It may have been written in 1887, but this genuinely frightening read is still shit scary today...

the horla

Recently whilst watching the original Dutch version of The Vanishing, a creepy as fuck film where the suggestion of violence is more disturbing than what you ever see on screen, I was reminded of a short story I once read which had the same effect. Guy de Maupassant’s ‘The Horla’, originally written in 1887 - is quite unlike any ghost story you’ll ever read. Taking in elements of science fiction, psychological madness and the supernatural it tells the story of a man haunted by an unknown force. Narrated by de Maupassant himself, the story builds a sense of dread by not adding any melodrama or shock value but with a steady, pebble rubbing consciousness on the human condition. Fear. Paranoia. Madness.

Things based on reality and scientific fact. Not the things that go bump in the night but rather the things visible to the human iris. By the end of it you almost feel, as a reader, like a conspirator to the story and the writer yourself.

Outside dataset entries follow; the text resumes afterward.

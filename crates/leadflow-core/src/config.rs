//! Pipeline configuration.

use std::str::FromStr;
use std::time::Duration;

use crate::domain::{PipelineError, Result};
use crate::repair::fallback_message;
use crate::retry::RetryPolicy;
use crate::validator::{RuleValidator, ValidatorConfig};

/// Longest company or contact name accepted, in characters.
pub const MAX_FIELD_CHARS: usize = 100;

pub const ENV_ENABLE_ENRICHMENT: &str = "LEADFLOW_ENABLE_ENRICHMENT";
pub const ENV_ENABLE_POLISH: &str = "LEADFLOW_ENABLE_POLISH";
pub const ENV_MODEL_TIMEOUT_MS: &str = "LEADFLOW_MODEL_TIMEOUT_MS";
pub const ENV_TRANSFORM_ATTEMPTS: &str = "LEADFLOW_TRANSFORM_ATTEMPTS";

/// Runtime switches and bounds for a [`Pipeline`](crate::pipeline::Pipeline).
#[derive(Debug, Clone, PartialEq)]
pub struct PipelineConfig {
    /// Overlay the configured enrichment source on research records.
    pub enrichment_enabled: bool,
    /// Ask the text transform to polish template drafts.
    pub polishing_enabled: bool,
    /// Upper bound on a single transform or enrichment call.
    pub model_timeout: Duration,
    /// Attempts for polishing (repair always makes one call).
    pub transform_attempts: u32,
    /// Delay before the second polishing attempt; doubles afterwards.
    pub retry_backoff: Duration,
    pub validator: ValidatorConfig,
}

impl Default for PipelineConfig {
    fn default() -> Self {
        Self {
            enrichment_enabled: false,
            polishing_enabled: false,
            model_timeout: Duration::from_secs(10),
            transform_attempts: 2,
            retry_backoff: Duration::from_millis(500),
            validator: ValidatorConfig::default(),
        }
    }
}

impl PipelineConfig {
    /// Defaults overridden by `LEADFLOW_*` environment variables.
    pub fn from_env() -> Result<Self> {
        Self::from_lookup(|key| std::env::var(key).ok())
    }

    /// Same as [`from_env`](Self::from_env) with an explicit variable source.
    pub fn from_lookup(lookup: impl Fn(&str) -> Option<String>) -> Result<Self> {
        let mut config = Self::default();
        if let Some(raw) = lookup(ENV_ENABLE_ENRICHMENT) {
            config.enrichment_enabled = parse_flag(ENV_ENABLE_ENRICHMENT, &raw)?;
        }
        if let Some(raw) = lookup(ENV_ENABLE_POLISH) {
            config.polishing_enabled = parse_flag(ENV_ENABLE_POLISH, &raw)?;
        }
        if let Some(raw) = lookup(ENV_MODEL_TIMEOUT_MS) {
            config.model_timeout = Duration::from_millis(parse_num(ENV_MODEL_TIMEOUT_MS, &raw)?);
        }
        if let Some(raw) = lookup(ENV_TRANSFORM_ATTEMPTS) {
            config.transform_attempts = parse_num(ENV_TRANSFORM_ATTEMPTS, &raw)?;
        }
        config.validate()?;
        Ok(config)
    }

    /// Retry policy applied to polishing and enrichment calls.
    pub fn retry_policy(&self) -> RetryPolicy {
        RetryPolicy {
            attempts: self.transform_attempts,
            base_delay: self.retry_backoff,
        }
    }

    /// Reject settings under which the fallback message could fail
    /// validation.
    pub fn validate(&self) -> Result<()> {
        if self.model_timeout.is_zero() {
            return Err(PipelineError::invalid("model_timeout", "must be positive"));
        }
        if self.transform_attempts == 0 {
            return Err(PipelineError::invalid(
                "transform_attempts",
                "must be at least 1",
            ));
        }

        let v = &self.validator;
        if v.min_chars > v.max_chars {
            return Err(PipelineError::invalid(
                "validator",
                format!("min_chars {} exceeds max_chars {}", v.min_chars, v.max_chars),
            ));
        }

        let shortest = fallback_message("A", "B");
        let longest_name = "x".repeat(MAX_FIELD_CHARS);
        let longest = fallback_message(&longest_name, &longest_name);
        if shortest.trim().chars().count() < v.min_chars {
            return Err(PipelineError::invalid(
                "validator",
                format!("min_chars {} rejects the fallback message", v.min_chars),
            ));
        }
        if longest.trim().chars().count() > v.max_chars {
            return Err(PipelineError::invalid(
                "validator",
                format!("max_chars {} rejects the fallback message", v.max_chars),
            ));
        }
        if !RuleValidator::new(v.clone()).screen_field(&shortest).is_empty() {
            return Err(PipelineError::invalid(
                "validator",
                "banned terms reject the fallback message",
            ));
        }
        Ok(())
    }
}

fn parse_flag(key: &'static str, raw: &str) -> Result<bool> {
    match raw.trim().to_ascii_lowercase().as_str() {
        "1" | "true" | "yes" | "on" => Ok(true),
        "0" | "false" | "no" | "off" | "" => Ok(false),
        other => Err(PipelineError::invalid(
            key,
            format!("expected true/false, got '{other}'"),
        )),
    }
}

fn parse_num<T: FromStr>(key: &'static str, raw: &str) -> Result<T> {
    raw.trim()
        .parse()
        .map_err(|_| PipelineError::invalid(key, format!("expected a number, got '{raw}'")))
}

As a protege of Flaubert, de Maupassant wasn’t a writer grounded in such supernatural fancy as a rule. The main body of his work focused on the realism of war and it’s effect on the common man. His other obsession was the alienation of the bourgeois classes. In ‘The Horla’, the narrator is such an individual. As the story unfolds, were not asked to feel any sympathy for the protagonist and there is a lack of sentimentality throughout. It’s what makes it so effective.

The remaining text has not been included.